Attraction indienne
Investir en Inde ne date pas d'hier. Les chimistes internationaux engagent régulièrement des projets de croissance organique et externe dans le pays, depuis des années. Des opérations souvent ciblées et dotées de capitaux limités. Mais ces derniers mois, de très grands projets sont annoncés en Inde par des acteurs étrangers, et plus seulement par les géants locaux. L'été dernier, Abu Dhabi National Oil Company (Adnoc) et Saudi Aramco ont signé un accord-cadre pour se joindre au projet Ratnagiri Refinery et Petrochemicals, un gigantesque complexe intégré de raffinage et de pétrochimie qui nécessiterait des investissements de 44 milliards de dollars (CPH n°849). En décembre, ExxonMobil dévoilait étudier la construction d'un complexe pétrochimique en Inde, moyennant un investissement de 6 Mrds € (CPH n°866). Ces derniers jours, deux projets d'envergure ont aussi été annoncés, par BASF et Nayara Energy.

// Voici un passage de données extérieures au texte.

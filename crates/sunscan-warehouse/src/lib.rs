//! # sunscan warehouse
//!
//! DuckDB-backed analytical store for scraped TRON token data.
//!
//! Tables:
//!
//! | Table | Description |
//! |-------|-------------|
//! | `transfers` | Raw TRC-20 transfer rows the scans derive their address sequences from |
//! | `token_metadata` | One row per contract: decimals, sanitized symbol/name |
//! | `trc20_balances` | Append-only `balanceOf` snapshots per `(account, contract)` |
//! | `scrape_errors` | Append-only per-item scrape failures |
//!
//! All user- and chain-provided values go through parameterized queries.
//! The warehouse implements the core's `SourceReader` and `StorageSink`
//! seams, so the scan orchestrator never sees SQL.

pub mod duckdb;
pub mod migrations;

use std::env;
use std::fs;
use std::path::{Path, PathBuf};
use std::time::{Duration, Instant};

use ::duckdb::types::Value as DuckValue;
use ::duckdb::Connection;
use ::duckdb::ToSql;
use serde::Serialize;
use serde_json::Value;
use thiserror::Error;
use time::format_description::well_known::Rfc3339;

use sunscan_core::scan::{
    BalanceRecord, ErrorRecord, SourceReader, StorageSink, StoreError, TokenMetadata,
};

pub use duckdb::{DuckDbConnectionManager, PooledConnection};

#[derive(Debug, Error)]
pub enum WarehouseError {
    #[error(transparent)]
    DuckDb(#[from] ::duckdb::Error),

    #[error(transparent)]
    Io(#[from] std::io::Error),

    #[error(transparent)]
    TimestampFormat(#[from] time::error::Format),

    #[error("query rejected: {0}")]
    QueryRejected(String),

    #[error("query timed out after {timeout_ms}ms")]
    QueryTimeout { timeout_ms: u64 },
}

#[derive(Debug, Clone)]
pub struct WarehouseConfig {
    pub db_path: PathBuf,
    pub max_pool_size: usize,
}

impl Default for WarehouseConfig {
    fn default() -> Self {
        Self {
            db_path: resolve_sunscan_home().join("warehouse.duckdb"),
            max_pool_size: 4,
        }
    }
}

impl WarehouseConfig {
    pub fn at(db_path: impl Into<PathBuf>) -> Self {
        Self {
            db_path: db_path.into(),
            ..Self::default()
        }
    }
}

/// Guardrails for ad-hoc query execution.
#[derive(Debug, Clone, Copy)]
pub struct QueryGuardrails {
    pub max_rows: usize,
    pub query_timeout_ms: u64,
}

impl Default for QueryGuardrails {
    fn default() -> Self {
        Self {
            max_rows: 10_000,
            query_timeout_ms: 5_000,
        }
    }
}

impl QueryGuardrails {
    fn timeout(self) -> Duration {
        Duration::from_millis(self.query_timeout_ms.max(1))
    }

    fn validate(self) -> Result<(), WarehouseError> {
        if self.max_rows == 0 {
            return Err(WarehouseError::QueryRejected(String::from(
                "--max-rows must be greater than zero",
            )));
        }
        if self.query_timeout_ms == 0 {
            return Err(WarehouseError::QueryRejected(String::from(
                "--query-timeout-ms must be greater than zero",
            )));
        }
        Ok(())
    }
}

#[derive(Debug, Clone, Serialize)]
pub struct SqlColumn {
    pub name: String,
    #[serde(rename = "type")]
    pub r#type: String,
}

#[derive(Debug, Clone, Serialize)]
pub struct QueryResult {
    pub columns: Vec<SqlColumn>,
    pub rows: Vec<Vec<Value>>,
    pub row_count: usize,
    pub truncated: bool,
}

/// Raw transfer row used to seed the source-reader sequences.
#[derive(Debug, Clone)]
pub struct TransferRecord {
    pub contract: String,
    pub account: String,
    pub amount_hex: String,
    pub block_num: i64,
    /// ISO 8601 timestamp string.
    pub ts: String,
}

/// The main warehouse interface.
#[derive(Clone)]
pub struct Warehouse {
    manager: DuckDbConnectionManager,
}

impl Warehouse {
    pub fn open_default() -> Result<Self, WarehouseError> {
        Self::open(WarehouseConfig::default())
    }

    pub fn open(config: WarehouseConfig) -> Result<Self, WarehouseError> {
        if let Some(parent) = config.db_path.parent() {
            fs::create_dir_all(parent)?;
        }

        let manager = DuckDbConnectionManager::open(config.db_path, config.max_pool_size)?;
        let warehouse = Self { manager };
        warehouse.initialize()?;
        Ok(warehouse)
    }

    pub fn initialize(&self) -> Result<(), WarehouseError> {
        let connection = self.manager.acquire()?;
        migrations::apply_migrations(&connection)?;
        Ok(())
    }

    pub fn db_path(&self) -> &Path {
        self.manager.db_path()
    }

    /// Append raw transfer rows (normally loaded by the upstream pipeline).
    pub fn ingest_transfers(&self, rows: &[TransferRecord]) -> Result<(), WarehouseError> {
        if rows.is_empty() {
            return Ok(());
        }

        let connection = self.manager.acquire()?;
        connection.execute_batch("BEGIN TRANSACTION")?;
        let result = (|| -> Result<(), WarehouseError> {
            for row in rows {
                let params: [&dyn ToSql; 5] = [
                    &row.contract,
                    &row.account,
                    &row.amount_hex,
                    &row.block_num,
                    &row.ts,
                ];
                connection.execute(
                    "INSERT INTO transfers (contract, account, amount_hex, block_num, ts) \
                     VALUES (?, ?, ?, ?, TRY_CAST(? AS TIMESTAMP))",
                    params.as_slice(),
                )?;
            }
            Ok(())
        })();

        finalize_transaction(&connection, result)
    }

    /// Upsert one metadata row; the contract key makes re-scrapes idempotent.
    pub fn insert_token_metadata(&self, row: &TokenMetadata) -> Result<(), WarehouseError> {
        let connection = self.manager.acquire()?;
        let decimals = i32::from(row.decimals);
        let params: [&dyn ToSql; 4] = [&row.contract, &decimals, &row.symbol, &row.name];
        connection.execute(
            "INSERT OR REPLACE INTO token_metadata \
             (contract, decimals, symbol, name, updated_at) \
             VALUES (?, ?, ?, ?, CURRENT_TIMESTAMP)",
            params.as_slice(),
        )?;
        Ok(())
    }

    /// Append one balance snapshot. At-least-once: duplicates are allowed.
    pub fn insert_balance_record(&self, row: &BalanceRecord) -> Result<(), WarehouseError> {
        let connection = self.manager.acquire()?;
        let balance = row.balance.to_string();
        let params: [&dyn ToSql; 4] = [&row.account, &row.contract, &row.balance_hex, &balance];
        connection.execute(
            "INSERT INTO trc20_balances \
             (account, contract, balance_hex, balance, updated_at) \
             VALUES (?, ?, ?, ?, CURRENT_TIMESTAMP)",
            params.as_slice(),
        )?;
        Ok(())
    }

    /// Append one scrape failure.
    pub fn insert_error_record(&self, row: &ErrorRecord) -> Result<(), WarehouseError> {
        let connection = self.manager.acquire()?;
        let ts = row.at.format(&Rfc3339)?;
        let params: [&dyn ToSql; 4] = [&row.contract, &row.account, &row.reason, &ts];
        connection.execute(
            "INSERT INTO scrape_errors (contract, account, reason, ts) \
             VALUES (?, ?, ?, TRY_CAST(? AS TIMESTAMP))",
            params.as_slice(),
        )?;
        Ok(())
    }

    /// Whether metadata for this contract is already materialized.
    pub fn metadata_exists(&self, contract: &str) -> Result<bool, WarehouseError> {
        let connection = self.manager.acquire()?;
        let count: i64 = connection.query_row(
            "SELECT COUNT(*) FROM token_metadata WHERE contract = ?",
            [contract],
            |row| row.get(0),
        )?;
        Ok(count > 0)
    }

    /// Distinct contracts seen in `transfers`.
    pub fn distinct_contracts(&self) -> Result<Vec<String>, WarehouseError> {
        self.string_column("SELECT DISTINCT contract FROM transfers ORDER BY contract", &[])
    }

    /// Distinct accounts seen in `transfers`.
    pub fn distinct_accounts(&self) -> Result<Vec<String>, WarehouseError> {
        self.string_column("SELECT DISTINCT account FROM transfers ORDER BY account", &[])
    }

    /// Distinct contracts a given account has transfer history with.
    pub fn distinct_contracts_for_account(
        &self,
        account: &str,
    ) -> Result<Vec<String>, WarehouseError> {
        self.string_column(
            "SELECT DISTINCT contract FROM transfers WHERE account = ? ORDER BY contract",
            &[&account],
        )
    }

    fn string_column(
        &self,
        sql: &str,
        params: &[&dyn ToSql],
    ) -> Result<Vec<String>, WarehouseError> {
        let connection = self.manager.acquire()?;
        let mut statement = connection.prepare(sql)?;
        let rows = statement.query_map(params, |row| row.get::<_, String>(0))?;
        let mut values = Vec::new();
        for value in rows {
            values.push(value?);
        }
        Ok(values)
    }

    /// Execute an ad-hoc SQL query under guardrails.
    ///
    /// Without `allow_write` only a single SELECT/CTE statement is
    /// accepted; the rejection happens before the statement ever reaches
    /// the database.
    pub fn execute_query(
        &self,
        sql: &str,
        guardrails: QueryGuardrails,
        allow_write: bool,
    ) -> Result<QueryResult, WarehouseError> {
        guardrails.validate()?;
        let sql = vet_sql(sql, allow_write)?;
        let connection = self.manager.acquire()?;

        if is_select_like(sql) {
            run_select(&connection, sql, guardrails)
        } else {
            // vet_sql only lets non-SELECT statements through with
            // allow_write set.
            connection.execute_batch(sql)?;
            Ok(QueryResult {
                columns: Vec::new(),
                rows: Vec::new(),
                row_count: 0,
                truncated: false,
            })
        }
    }
}

impl SourceReader for Warehouse {
    fn contracts(&self) -> Result<Vec<String>, StoreError> {
        self.distinct_contracts().map_err(into_store_error)
    }

    fn accounts(&self) -> Result<Vec<String>, StoreError> {
        self.distinct_accounts().map_err(into_store_error)
    }

    fn contracts_for_account(&self, account: &str) -> Result<Vec<String>, StoreError> {
        self.distinct_contracts_for_account(account)
            .map_err(into_store_error)
    }
}

impl StorageSink for Warehouse {
    fn has_metadata(&self, contract: &str) -> Result<bool, StoreError> {
        self.metadata_exists(contract).map_err(into_store_error)
    }

    fn insert_metadata(&self, row: &TokenMetadata) -> Result<(), StoreError> {
        self.insert_token_metadata(row).map_err(into_store_error)
    }

    fn insert_balance(&self, row: &BalanceRecord) -> Result<(), StoreError> {
        self.insert_balance_record(row).map_err(into_store_error)
    }

    fn insert_error(&self, row: &ErrorRecord) -> Result<(), StoreError> {
        self.insert_error_record(row).map_err(into_store_error)
    }
}

fn into_store_error(error: WarehouseError) -> StoreError {
    StoreError(error.to_string())
}

fn finalize_transaction(
    connection: &Connection,
    result: Result<(), WarehouseError>,
) -> Result<(), WarehouseError> {
    match result {
        Ok(()) => {
            connection.execute_batch("COMMIT")?;
            Ok(())
        }
        Err(error) => {
            let _ = connection.execute_batch("ROLLBACK");
            Err(error)
        }
    }
}

/// Trim the query and apply the read-only rules.
///
/// A conservative gate: the first keyword must be SELECT or WITH and the
/// trimmed text must hold a single statement. String literals containing
/// `;` are rejected too; the `sql` command is for inspection, not
/// migration scripts.
fn vet_sql(sql: &str, allow_write: bool) -> Result<&str, WarehouseError> {
    let sql = sql.trim().trim_end_matches(';').trim_end();
    if sql.is_empty() {
        return Err(WarehouseError::QueryRejected(String::from(
            "query must not be empty",
        )));
    }
    if allow_write {
        return Ok(sql);
    }
    if !is_select_like(sql) {
        return Err(WarehouseError::QueryRejected(String::from(
            "read-only mode accepts only SELECT/WITH queries; pass --write for anything else",
        )));
    }
    if sql.contains(';') {
        return Err(WarehouseError::QueryRejected(String::from(
            "read-only mode accepts a single statement",
        )));
    }
    Ok(sql)
}

fn is_select_like(sql: &str) -> bool {
    let first_keyword = sql
        .split_whitespace()
        .next()
        .unwrap_or_default()
        .to_ascii_uppercase();
    matches!(first_keyword.as_str(), "SELECT" | "WITH")
}

fn run_select(
    connection: &Connection,
    sql: &str,
    guardrails: QueryGuardrails,
) -> Result<QueryResult, WarehouseError> {
    let deadline = Instant::now() + guardrails.timeout();
    let mut statement = connection.prepare(sql)?;

    // DuckDB only exposes column metadata after an execution.
    let _ = statement.query([] as [&dyn ToSql; 0])?;
    let columns: Vec<SqlColumn> = (0..statement.column_count())
        .map(|index| SqlColumn {
            name: statement
                .column_name(index)
                .map(ToString::to_string)
                .unwrap_or_default(),
            r#type: statement.column_type(index).to_string(),
        })
        .collect();

    let mut cursor = statement.query([] as [&dyn ToSql; 0])?;
    let mut rows: Vec<Vec<Value>> = Vec::new();
    let mut truncated = false;

    while let Some(row) = cursor.next()? {
        if Instant::now() > deadline {
            return Err(WarehouseError::QueryTimeout {
                timeout_ms: guardrails.query_timeout_ms,
            });
        }
        if rows.len() == guardrails.max_rows {
            truncated = true;
            break;
        }

        let mut cells = Vec::with_capacity(columns.len());
        for index in 0..columns.len() {
            cells.push(cell_to_json(row.get::<_, DuckValue>(index)?));
        }
        rows.push(cells);
    }

    Ok(QueryResult {
        columns,
        row_count: rows.len(),
        rows,
        truncated,
    })
}

fn cell_to_json(value: DuckValue) -> Value {
    match value {
        DuckValue::Null => Value::Null,
        DuckValue::Boolean(v) => Value::Bool(v),
        DuckValue::TinyInt(v) => Value::from(v),
        DuckValue::SmallInt(v) => Value::from(v),
        DuckValue::Int(v) => Value::from(v),
        DuckValue::BigInt(v) => Value::from(v),
        DuckValue::UTinyInt(v) => Value::from(v),
        DuckValue::USmallInt(v) => Value::from(v),
        DuckValue::UInt(v) => Value::from(v),
        DuckValue::UBigInt(v) => Value::from(v),
        DuckValue::Float(v) => Value::from(v),
        DuckValue::Double(v) => Value::from(v),
        DuckValue::Text(v) => Value::String(v),
        DuckValue::Blob(v) => Value::String(hex::encode(v)),
        other => Value::String(format!("{other:?}")),
    }
}

fn resolve_sunscan_home() -> PathBuf {
    if let Some(path) = env::var_os("SUNSCAN_HOME") {
        let path = PathBuf::from(path);
        if !path.as_os_str().is_empty() {
            return path;
        }
    }

    if let Some(home) = env::var_os("HOME") {
        return PathBuf::from(home).join(".sunscan");
    }

    PathBuf::from(".sunscan")
}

Le premier est le plus important. Le 17 janvier, le géant allemand a signé un protocole d'accord avec le groupe indien Adani pour un investissement de l'ordre de 2 Mrds € dans la chaîne de valeur des acryliques. Ce qui en ferait le plus grand pour BASF en Inde. Le projet porte sur un complexe comprenant des unités de déshydrogénation de propane, d'oxo C4 (butanols et 2-éthylhexanol), d'acide acrylique, d'acrylate de butyle et éventuellement d'autres dérivés. Le complexe serait bâti dans le port de Mundra, dans l'état du Gujarat. BASF et Adani mènent actuellement une étude de faisabilité dont les conclusions seront finalisées en fin d'année. Les deux partenaires constitueraient une coentreprise majoritairement détenue par le groupe allemand. Ce complexe viserait essentiellement le marché indien, dans les secteurs de la construction, de l'automobile et des revêtements et permettrait au pays de réduire ses importations, notamment pétrochimiques. Le second projet, annoncé le 21 janvier, émane de Nayara Energy. Anciennement Essar Oil, ce raffineur indien a été acquis en 2017 par le Russe Rosneft, qui détient 49,13 % du capital aujourd'hui, et un consortium composé de Trafigura (négoce et logistique de matières premières) et du fonds russe UCP Investment. Nayara songe à se diversifier en pétrochimie et envisage un investissement de 850 M$ pour ajouter à sa raffinerie de Vadinar (Gujarat) des unités d'une capacité combinée de 450 000 t/an de polypropylène. L'évaluation économique devrait être finalisée au cours de l'année, et la mise en service est envisagée en 2022.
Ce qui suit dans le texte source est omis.